Turkish Lira Drops Fourth Day as Loose Policy Trumps Carry Trade

The lira weakened for a fourth day and depreciated to the lowest level in almost two weeks as the central bank continued to lend at its lower rate, reducing the appeal of carry trade.

The currency declined 0.6 percent at 1.7746 per dollar as of 10:03 a.m. in Istanbul, trimming its gains this year to 6.6 percent. Yields on the benchmark two-year debt increased six basis points, or 0.06 percentage point, to 9.28 percent. Carry trade refers to selling currencies with lower interest rates to buying those offering higher yields. The central bank offered to lend 4 billion liras ($2.3 billion) today at 5.75 percent.
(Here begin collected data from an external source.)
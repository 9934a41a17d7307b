pub mod alerts;
pub mod broker;
pub mod config;
pub mod ingest;
pub mod mailer;
pub mod notify;
pub mod registry;
pub mod storage;
pub mod util;

use chrono::{DateTime, Utc};
use serde::{Deserialize, Serialize};

/// Probe protocol spoken by an agent against a monitored host.
#[derive(Debug, Clone, Copy, PartialEq, Eq, Serialize, Deserialize)]
pub enum Protocol {
    Http,
    Https,
    Icmp,
}

impl Protocol {
    /// Resolve a wire tag to a protocol. Unknown tags fall back to ICMP,
    /// the most conservative probe.
    pub fn from_wire(tag: i32) -> Self {
        match tag {
            1 => Protocol::Http,
            2 => Protocol::Https,
            _ => Protocol::Icmp,
        }
    }

    pub const fn wire_tag(self) -> i32 {
        match self {
            Protocol::Http => 1,
            Protocol::Https => 2,
            Protocol::Icmp => 3,
        }
    }
}

/// Display name for a raw protocol tag as carried in alert events.
///
/// Unlike [`Protocol::from_wire`], this does not guess: a tag outside the
/// known range is reported as `UNKNOWN` so misbehaving agents stay visible.
pub fn protocol_name(tag: i32) -> &'static str {
    match tag {
        1 => "HTTP",
        2 => "HTTPS",
        3 => "ICMP",
        _ => "UNKNOWN",
    }
}

/// One probe result reported by an agent, one JSON object per line.
#[derive(Debug, Clone, Serialize, Deserialize)]
pub struct ProbeReport {
    /// Identifier of the monitored host this probe targeted.
    pub id: u32,
    pub timestamp: DateTime<Utc>,
    #[serde(rename(serialize = "responseTimeMs", deserialize = "responsetimems"))]
    pub response_time_ms: f64,
    pub success: bool,
    #[serde(default, rename(serialize = "statusCode", deserialize = "statuscode"))]
    pub status_code: Option<i32>,
    /// Raw protocol tag. Absent on the wire means 0, which resolves to ICMP.
    #[serde(default)]
    pub protocol: i32,
    #[serde(default, rename(serialize = "errorMessage", deserialize = "errormessage"))]
    pub error_message: Option<String>,
}

impl ProbeReport {
    /// Response time as persisted. Agents occasionally report negative
    /// values on clock skew; those are clamped to zero.
    pub fn clamped_response_time_ms(&self) -> f64 {
        self.response_time_ms.max(0.0)
    }
}

/// One entry of the monitoring configuration pushed to agents.
#[derive(Debug, Clone, PartialEq, Serialize, Deserialize)]
pub struct MonitorEntry {
    pub id: u32,
    pub host: String,
    #[serde(rename(serialize = "intervalMinutes", deserialize = "intervalminutes"))]
    pub interval_minutes: u32,
    pub protocol: i32,
}

/// Daily availability rollup carried inside every alert message.
#[derive(Debug, Clone, Default, PartialEq, Eq, Serialize, Deserialize)]
pub struct StatusReport {
    #[serde(rename(serialize = "totalServers", deserialize = "totalservers"))]
    pub total_servers: u32,
    #[serde(rename(serialize = "upServers", deserialize = "upservers"))]
    pub up_servers: u32,
    #[serde(rename(serialize = "downServers", deserialize = "downservers"))]
    pub down_servers: u32,
    #[serde(rename(serialize = "totalIncidentsToday", deserialize = "totalincidentstoday"))]
    pub total_incidents_today: u32,
}

/// Wire record published to the broker, one per notified recipient.
#[derive(Debug, Clone, PartialEq, Serialize, Deserialize)]
pub struct AlertMessage {
    pub email: String,
    pub report: StatusReport,
}
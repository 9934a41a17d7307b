//! Alert construction and fan-out
//!
//! A probe report for a known host becomes one [`AlertEvent`], which fans
//! out to the broker as one rollup message per recipient email. Chat-handle
//! recipients are carried in the event and logged, but message delivery to
//! handles is a separate notification surface and not part of this path.

use chrono::{DateTime, Utc};
use tracing::{debug, instrument, warn};

use crate::broker::AlertPublisher;
use crate::storage::{Host, Recipient};
use crate::{AlertMessage, ProbeReport, StatusReport, protocol_name};

/// Default administrative recipients, used when the directory has nobody to
/// notify. Alerts must never go to nobody.
pub const DEFAULT_ADMIN_EMAIL: &str = "admin@example.com";
pub const DEFAULT_ADMIN_HANDLE: &str = "@admin";

/// Everything known about one alert-worthy probe result.
///
/// Built once per processed report, discarded after publish.
#[derive(Debug, Clone)]
pub struct AlertEvent {
    pub host_id: u32,
    pub host_address: String,
    pub success: bool,
    pub error_message: Option<String>,
    pub status_code: Option<i32>,
    /// Display name of the reported protocol tag, `UNKNOWN` for tags
    /// outside the known range.
    pub protocol_name: &'static str,
    pub timestamp: DateTime<Utc>,
    pub emails: Vec<String>,
    pub handles: Vec<String>,
}

impl AlertEvent {
    pub fn from_report(report: &ProbeReport, host: &Host, recipients: &[Recipient]) -> Self {
        let (emails, handles) = resolve_recipients(recipients);

        AlertEvent {
            host_id: report.id,
            host_address: host.address.clone(),
            success: report.success,
            error_message: report.error_message.clone(),
            status_code: report.status_code,
            protocol_name: protocol_name(report.protocol),
            timestamp: report.timestamp,
            emails,
            handles,
        }
    }
}

/// Split the directory into emails and handles, dropping blank entries.
/// Only when both lists come out empty does the fixed administrative pair
/// step in.
pub fn resolve_recipients(recipients: &[Recipient]) -> (Vec<String>, Vec<String>) {
    let mut emails: Vec<String> = recipients
        .iter()
        .filter_map(|recipient| recipient.email.clone())
        .filter(|email| !email.trim().is_empty())
        .collect();

    let handles: Vec<String> = recipients
        .iter()
        .filter_map(|recipient| recipient.handle.clone())
        .filter(|handle| !handle.trim().is_empty())
        .collect();

    if emails.is_empty() && handles.is_empty() {
        emails.push(DEFAULT_ADMIN_EMAIL.to_string());
        return (emails, vec![DEFAULT_ADMIN_HANDLE.to_string()]);
    }

    (emails, handles)
}

/// Publish one rollup message per recipient email.
///
/// Failures are logged per message and never propagate upward: alerting is
/// best-effort relative to ingestion.
#[instrument(skip_all, fields(host_id = event.host_id))]
pub async fn publish_alerts(
    event: &AlertEvent,
    report: &StatusReport,
    publisher: &dyn AlertPublisher,
) {
    if !event.handles.is_empty() {
        debug!(
            handles = event.handles.len(),
            "chat-handle recipients noted, delivery is email-only"
        );
    }

    for email in &event.emails {
        let message = AlertMessage {
            email: email.clone(),
            report: report.clone(),
        };

        match publisher.publish(&message).await {
            Ok(()) => debug!(
                %email,
                host = %event.host_address,
                success = event.success,
                protocol = event.protocol_name,
                "alert published"
            ),
            Err(e) => warn!(%email, "failed to publish alert: {e}"),
        }
    }
}
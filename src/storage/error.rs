//! Error types for store operations

use std::fmt;

/// Result type alias for store operations
pub type StoreResult<T> = Result<T, StoreError>;

/// Errors that can occur while talking to the backing stores
#[derive(Debug)]
pub enum StoreError {
    /// Database connection failed
    ConnectionFailed(String),

    /// Database query failed
    QueryFailed(String),

    /// Migration failed
    MigrationFailed(String),

    /// I/O error (file access, etc.)
    IoError(std::io::Error),
}

impl fmt::Display for StoreError {
    fn fmt(&self, f: &mut fmt::Formatter<'_>) -> fmt::Result {
        match self {
            StoreError::ConnectionFailed(msg) => {
                write!(f, "failed to connect to store: {}", msg)
            }
            StoreError::QueryFailed(msg) => write!(f, "store query failed: {}", msg),
            StoreError::MigrationFailed(msg) => write!(f, "database migration failed: {}", msg),
            StoreError::IoError(err) => write!(f, "I/O error: {}", err),
        }
    }
}

impl std::error::Error for StoreError {
    fn source(&self) -> Option<&(dyn std::error::Error + 'static)> {
        match self {
            StoreError::IoError(err) => Some(err),
            _ => None,
        }
    }
}

impl From<std::io::Error> for StoreError {
    fn from(err: std::io::Error) -> Self {
        StoreError::IoError(err)
    }
}

impl From<sqlx::Error> for StoreError {
    fn from(err: sqlx::Error) -> Self {
        match err {
            sqlx::Error::Io(io_err) => StoreError::IoError(io_err),
            sqlx::Error::RowNotFound => StoreError::QueryFailed("no rows found".to_string()),
            _ => StoreError::QueryFailed(err.to_string()),
        }
    }
}

impl From<sqlx::migrate::MigrateError> for StoreError {
    fn from(err: sqlx::migrate::MigrateError) -> Self {
        StoreError::MigrationFailed(err.to_string())
    }
}
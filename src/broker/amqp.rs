//! AMQP implementations of the broker traits
//!
//! Topology matches both ends: a durable direct exchange, a durable queue
//! bound with one routing key. Declaration is idempotent, so publisher and
//! consumer can each declare it on connect and start in any order.

use async_trait::async_trait;
use futures::StreamExt;
use lapin::options::{
    BasicAckOptions, BasicConsumeOptions, BasicPublishOptions, BasicQosOptions,
    BasicRejectOptions, ExchangeDeclareOptions, QueueBindOptions, QueueDeclareOptions,
};
use lapin::types::FieldTable;
use lapin::{BasicProperties, Channel, Connection, ConnectionProperties, Consumer, ExchangeKind};
use tracing::{debug, info, instrument, trace};

use crate::AlertMessage;
use crate::config::BrokerSettings;

use super::backend::{AlertPublisher, BrokerChannel, BrokerConnector, Delivery};
use super::error::{BrokerError, BrokerResult};

const CONSUMER_TAG: &str = "pulsewatch-notifier";

async fn declare_topology(channel: &Channel, settings: &BrokerSettings) -> BrokerResult<()> {
    channel
        .exchange_declare(
            &settings.exchange,
            ExchangeKind::Direct,
            ExchangeDeclareOptions {
                durable: true,
                ..Default::default()
            },
            FieldTable::default(),
        )
        .await
        .map_err(|e| BrokerError::TopologyFailed(e.to_string()))?;

    channel
        .queue_declare(
            &settings.queue,
            QueueDeclareOptions {
                durable: true,
                ..Default::default()
            },
            FieldTable::default(),
        )
        .await
        .map_err(|e| BrokerError::TopologyFailed(e.to_string()))?;

    channel
        .queue_bind(
            &settings.queue,
            &settings.exchange,
            &settings.routing_key,
            QueueBindOptions::default(),
            FieldTable::default(),
        )
        .await
        .map_err(|e| BrokerError::TopologyFailed(e.to_string()))?;

    debug!(
        exchange = %settings.exchange,
        queue = %settings.queue,
        routing_key = %settings.routing_key,
        "broker topology declared"
    );
    Ok(())
}

/// Publisher with one long-lived connection and channel.
///
/// Constructed once at collector startup; a broker that is unreachable at
/// that point is a fatal configuration problem, not something to retry
/// while agents queue up.
pub struct AmqpPublisher {
    // the channel dies with the connection, keep both alive together
    _connection: Connection,
    channel: Channel,
    settings: BrokerSettings,
}

impl AmqpPublisher {
    #[instrument(skip(settings), fields(host = %settings.host, port = settings.port))]
    pub async fn connect(settings: BrokerSettings) -> BrokerResult<Self> {
        let connection = Connection::connect(&settings.url(), ConnectionProperties::default())
            .await
            .map_err(|e| BrokerError::ConnectionFailed(e.to_string()))?;

        let channel = connection
            .create_channel()
            .await
            .map_err(|e| BrokerError::ConnectionFailed(e.to_string()))?;

        declare_topology(&channel, &settings).await?;

        info!("alert publisher connected");
        Ok(Self {
            _connection: connection,
            channel,
            settings,
        })
    }
}

#[async_trait]
impl AlertPublisher for AmqpPublisher {
    #[instrument(skip(self, message), fields(email = %message.email))]
    async fn publish(&self, message: &AlertMessage) -> BrokerResult<()> {
        let payload =
            serde_json::to_vec(message).map_err(|e| BrokerError::PublishFailed(e.to_string()))?;

        // fire and forget: the returned confirmation future is dropped
        self.channel
            .basic_publish(
                &self.settings.exchange,
                &self.settings.routing_key,
                BasicPublishOptions::default(),
                &payload,
                BasicProperties::default(),
            )
            .await
            .map_err(|e| BrokerError::PublishFailed(e.to_string()))?;

        trace!("alert message published");
        Ok(())
    }
}

/// Consumer-side connector. Each successful connect yields a channel with
/// the topology declared, prefetch set to one, and a manual-ack consumer
/// already running.
pub struct AmqpConnector {
    settings: BrokerSettings,
}

impl AmqpConnector {
    pub fn new(settings: BrokerSettings) -> Self {
        Self { settings }
    }
}

#[async_trait]
impl BrokerConnector for AmqpConnector {
    #[instrument(skip(self), fields(host = %self.settings.host, queue = %self.settings.queue))]
    async fn connect(&self) -> BrokerResult<Box<dyn BrokerChannel>> {
        let connection = Connection::connect(&self.settings.url(), ConnectionProperties::default())
            .await
            .map_err(|e| BrokerError::ConnectionFailed(e.to_string()))?;

        let channel = connection
            .create_channel()
            .await
            .map_err(|e| BrokerError::ConnectionFailed(e.to_string()))?;

        declare_topology(&channel, &self.settings).await?;

        // one unsettled delivery at a time, so slow SMTP cannot pile up
        // messages in memory
        channel
            .basic_qos(1, BasicQosOptions::default())
            .await
            .map_err(|e| BrokerError::TopologyFailed(e.to_string()))?;

        let consumer = channel
            .basic_consume(
                &self.settings.queue,
                CONSUMER_TAG,
                BasicConsumeOptions::default(),
                FieldTable::default(),
            )
            .await
            .map_err(|e| BrokerError::ConsumeFailed(e.to_string()))?;

        info!("consumer channel ready");
        Ok(Box::new(AmqpChannel {
            connection,
            channel,
            consumer,
        }))
    }
}

struct AmqpChannel {
    connection: Connection,
    channel: Channel,
    consumer: Consumer,
}

#[async_trait]
impl BrokerChannel for AmqpChannel {
    async fn next_delivery(&mut self) -> BrokerResult<Option<Delivery>> {
        match self.consumer.next().await {
            Some(Ok(delivery)) => Ok(Some(Delivery {
                tag: delivery.delivery_tag,
                payload: delivery.data,
            })),
            Some(Err(e)) => Err(BrokerError::ConsumeFailed(e.to_string())),
            None => Ok(None),
        }
    }

    async fn ack(&mut self, tag: u64) -> BrokerResult<()> {
        self.channel
            .basic_ack(tag, BasicAckOptions { multiple: false })
            .await
            .map_err(|e| BrokerError::SettleFailed(e.to_string()))
    }

    async fn reject(&mut self, tag: u64, requeue: bool) -> BrokerResult<()> {
        self.channel
            .basic_reject(tag, BasicRejectOptions { requeue })
            .await
            .map_err(|e| BrokerError::SettleFailed(e.to_string()))
    }

    async fn close(&mut self) {
        if let Err(e) = self.channel.close(200, "shutting down").await {
            debug!("channel close: {e}");
        }
        if let Err(e) = self.connection.close(200, "shutting down").await {
            debug!("connection close: {e}");
        }
    }
}
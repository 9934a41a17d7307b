//! Shared fixtures for the integration tests

use std::collections::VecDeque;
use std::net::SocketAddr;
use std::sync::Arc;
use std::sync::atomic::{AtomicU32, AtomicU64, Ordering};
use std::time::Duration;

use async_trait::async_trait;
use pulsewatch::broker::{
    AlertPublisher, BrokerChannel, BrokerConnector, BrokerError, BrokerResult, Delivery,
};
use pulsewatch::config::RetrySettings;
use pulsewatch::ingest::IngestServer;
use pulsewatch::mailer::{MailError, MailResult, Mailer};
use pulsewatch::notify::NotificationWorker;
use pulsewatch::registry::ConnectionRegistry;
use pulsewatch::storage::memory::MemoryStore;
use pulsewatch::storage::{Host, Recipient};
use pulsewatch::{AlertMessage, StatusReport};
use tokio::io::{AsyncBufReadExt, AsyncWriteExt, BufReader};
use tokio::net::tcp::{OwnedReadHalf, OwnedWriteHalf};
use tokio::net::{TcpListener, TcpStream};
use tokio::sync::{Mutex, Notify, watch};

pub const OPS_EMAIL: &str = "ops@example.com";

/// Store pre-seeded with one monitored host (id 1) and one recipient.
pub async fn seeded_store() -> Arc<MemoryStore> {
    let store = Arc::new(MemoryStore::new());
    store
        .add_host(Host {
            id: 1,
            name: "web-1".to_string(),
            address: "web-1.example.com".to_string(),
            interval_minutes: 5,
            protocol: 2,
        })
        .await;
    store
        .add_recipient(Recipient {
            email: Some(OPS_EMAIL.to_string()),
            handle: None,
        })
        .await;
    store
}

/// A wire line for a probe of the given host. Carries a current timestamp
/// so the report counts toward today's rollup.
pub fn probe_line(id: u32, success: bool) -> String {
    let now = chrono::Utc::now().to_rfc3339();
    format!(
        r#"{{"id":{id},"timestamp":"{now}","responseTimeMs":23.5,"success":{success},"statusCode":503,"protocol":2,"errorMessage":"service unavailable"}}"#
    )
}

pub fn alert_payload(email: &str) -> Vec<u8> {
    serde_json::to_vec(&AlertMessage {
        email: email.to_string(),
        report: StatusReport {
            total_servers: 4,
            up_servers: 3,
            down_servers: 1,
            total_incidents_today: 2,
        },
    })
    .unwrap()
}

/// Publisher capturing every message, for ingest-side assertions.
#[derive(Default)]
pub struct RecordingPublisher {
    pub published: Mutex<Vec<AlertMessage>>,
}

#[async_trait]
impl AlertPublisher for RecordingPublisher {
    async fn publish(&self, message: &AlertMessage) -> BrokerResult<()> {
        self.published.lock().await.push(message.clone());
        Ok(())
    }
}

pub struct IngestHarness {
    pub addr: SocketAddr,
    pub registry: Arc<ConnectionRegistry>,
    pub shutdown: watch::Sender<bool>,
}

/// Run an ingest server on a random local port, backed by the given store
/// for hosts, probes and recipients alike.
pub async fn spawn_ingest(
    store: Arc<MemoryStore>,
    publisher: Arc<dyn AlertPublisher>,
) -> IngestHarness {
    let registry = Arc::new(ConnectionRegistry::new(Duration::from_millis(500)));
    let (shutdown, shutdown_rx) = watch::channel(false);
    let server = IngestServer::new(
        registry.clone(),
        store.clone(),
        store.clone(),
        store,
        publisher,
    );

    let listener = TcpListener::bind("127.0.0.1:0").await.unwrap();
    let addr = listener.local_addr().unwrap();
    tokio::spawn(async move { server.run(listener, shutdown_rx).await });

    IngestHarness {
        addr,
        registry,
        shutdown,
    }
}

pub type ReplyLines = tokio::io::Lines<BufReader<OwnedReadHalf>>;

pub async fn connect_agent(addr: SocketAddr) -> (ReplyLines, OwnedWriteHalf) {
    let stream = TcpStream::connect(addr).await.unwrap();
    let (read_half, write_half) = stream.into_split();
    (BufReader::new(read_half).lines(), write_half)
}

pub async fn send_line(tx: &mut OwnedWriteHalf, line: &str) {
    tx.write_all(line.as_bytes()).await.unwrap();
    tx.write_all(b"\n").await.unwrap();
}

#[derive(Debug, Clone, PartialEq, Eq)]
pub enum Settle {
    Ack(u64),
    Reject { tag: u64, requeue: bool },
}

/// In-process stand-in for the broker queue. Tests push payloads, worker
/// channels drain them. Payloads survive a dropped channel the way they
/// would in a durable queue.
#[derive(Default)]
pub struct FakeQueue {
    pending: Mutex<VecDeque<Delivery>>,
    wakeup: Notify,
    next_tag: AtomicU64,
    end_stream: AtomicU32,
    settles: Mutex<Vec<Settle>>,
}

impl FakeQueue {
    /// Enqueue a payload, returning the delivery tag it will carry.
    pub async fn push(&self, payload: Vec<u8>) -> u64 {
        let tag = self.next_tag.fetch_add(1, Ordering::SeqCst) + 1;
        self.pending
            .lock()
            .await
            .push_back(Delivery { tag, payload });
        self.wakeup.notify_one();
        tag
    }

    /// Make the active channel report an ended stream, forcing a reconnect.
    pub fn drop_stream(&self) {
        self.end_stream.fetch_add(1, Ordering::SeqCst);
        self.wakeup.notify_one();
    }

    /// Wait until at least `n` settlements happened, returning all of them.
    pub async fn wait_settles(&self, n: usize) -> Vec<Settle> {
        for _ in 0..200 {
            if self.settles.lock().await.len() >= n {
                break;
            }
            tokio::time::sleep(Duration::from_millis(10)).await;
        }
        self.settles.lock().await.clone()
    }
}

pub struct QueueChannel {
    queue: Arc<FakeQueue>,
}

#[async_trait]
impl BrokerChannel for QueueChannel {
    async fn next_delivery(&mut self) -> BrokerResult<Option<Delivery>> {
        loop {
            let ended = self
                .queue
                .end_stream
                .fetch_update(Ordering::SeqCst, Ordering::SeqCst, |n| n.checked_sub(1))
                .is_ok();
            if ended {
                return Ok(None);
            }
            if let Some(delivery) = self.queue.pending.lock().await.pop_front() {
                return Ok(Some(delivery));
            }
            self.queue.wakeup.notified().await;
        }
    }

    async fn ack(&mut self, tag: u64) -> BrokerResult<()> {
        self.queue.settles.lock().await.push(Settle::Ack(tag));
        Ok(())
    }

    async fn reject(&mut self, tag: u64, requeue: bool) -> BrokerResult<()> {
        self.queue
            .settles
            .lock()
            .await
            .push(Settle::Reject { tag, requeue });
        Ok(())
    }

    async fn close(&mut self) {}
}

pub struct QueueConnector {
    queue: Arc<FakeQueue>,
    connects: AtomicU32,
}

impl QueueConnector {
    pub fn new(queue: Arc<FakeQueue>) -> Arc<Self> {
        Arc::new(Self {
            queue,
            connects: AtomicU32::new(0),
        })
    }

    pub fn connect_count(&self) -> u32 {
        self.connects.load(Ordering::SeqCst)
    }
}

#[async_trait]
impl BrokerConnector for QueueConnector {
    async fn connect(&self) -> BrokerResult<Box<dyn BrokerChannel>> {
        self.connects.fetch_add(1, Ordering::SeqCst);
        Ok(Box::new(QueueChannel {
            queue: self.queue.clone(),
        }))
    }
}

/// Publisher feeding the fake queue, wiring the ingest side to the worker.
pub struct QueuePublisher {
    queue: Arc<FakeQueue>,
}

impl QueuePublisher {
    pub fn new(queue: Arc<FakeQueue>) -> Self {
        Self { queue }
    }
}

#[async_trait]
impl AlertPublisher for QueuePublisher {
    async fn publish(&self, message: &AlertMessage) -> BrokerResult<()> {
        let payload =
            serde_json::to_vec(message).map_err(|e| BrokerError::PublishFailed(e.to_string()))?;
        self.queue.push(payload).await;
        Ok(())
    }
}

/// Mailer capturing deliveries, optionally failing the first few sends.
#[derive(Default)]
pub struct RecordingMailer {
    pub fail_next: AtomicU32,
    pub sent: Mutex<Vec<(String, StatusReport)>>,
}

impl RecordingMailer {
    /// Wait until at least `n` mails went out, returning all of them.
    pub async fn wait_sent(&self, n: usize) -> Vec<(String, StatusReport)> {
        for _ in 0..200 {
            if self.sent.lock().await.len() >= n {
                break;
            }
            tokio::time::sleep(Duration::from_millis(10)).await;
        }
        self.sent.lock().await.clone()
    }
}

#[async_trait]
impl Mailer for RecordingMailer {
    async fn send_status_report(&self, to: &str, report: &StatusReport) -> MailResult<()> {
        if self.fail_next.load(Ordering::SeqCst) > 0 {
            self.fail_next.fetch_sub(1, Ordering::SeqCst);
            return Err(MailError::TransportFailed("scripted smtp outage".to_string()));
        }
        self.sent
            .lock()
            .await
            .push((to.to_string(), report.clone()));
        Ok(())
    }
}

pub struct WorkerHarness {
    pub connector: Arc<QueueConnector>,
    pub shutdown: watch::Sender<bool>,
    pub task: tokio::task::JoinHandle<anyhow::Result<()>>,
}

/// Run a notification worker against the fake queue with fast retries.
pub fn spawn_worker(queue: Arc<FakeQueue>, mailer: Arc<RecordingMailer>) -> WorkerHarness {
    let connector = QueueConnector::new(queue);
    let retry = RetrySettings {
        max_attempts: 5,
        base_delay_ms: 1,
        max_delay_ms: 10,
    };
    let worker = Arc::new(NotificationWorker::new(connector.clone(), mailer, &retry));

    let (shutdown, shutdown_rx) = watch::channel(false);
    let task = tokio::spawn(async move { worker.run(shutdown_rx).await });

    WorkerHarness {
        connector,
        shutdown,
        task,
    }
}
//! Broker abstraction for alert delivery
//!
//! Alerts travel from the collector to the notifier over a durable,
//! direct-routed exchange with one durable bound queue. Both sides go
//! through narrow traits so tests can run against in-process fakes:
//!
//! - [`AlertPublisher`] is the collector side: fire-and-forget publishes on
//!   one long-lived channel.
//! - [`BrokerConnector`] / [`BrokerChannel`] are the notifier side: every
//!   connect declares the topology, sets a prefetch of one in-flight
//!   message, and hands out deliveries for manual per-message settlement.
//!
//! The AMQP implementations live in [`amqp`].

pub mod amqp;
pub mod backend;
pub mod error;

pub use backend::{AlertPublisher, BrokerChannel, BrokerConnector, Delivery};
pub use error::{BrokerError, BrokerResult};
Turkey’s central bank has been lending at its lowest 5.75 percent benchmark interest rate every day since Jan. 10, pushing the overnight repurchase agreement rates on the interbank market to 6.60 percent yesterday, the lowest since October. Yields on the two-year debt have fallen 173 basis points this year after soaring 390 basis points last year.

“The fall in short-term rates and the excess lira liquidity in the market reduces carry from lira long positions,” Eren Yardimci, an emerging-market currency trader at UBS AG in Zurich, said in e-mailed comments.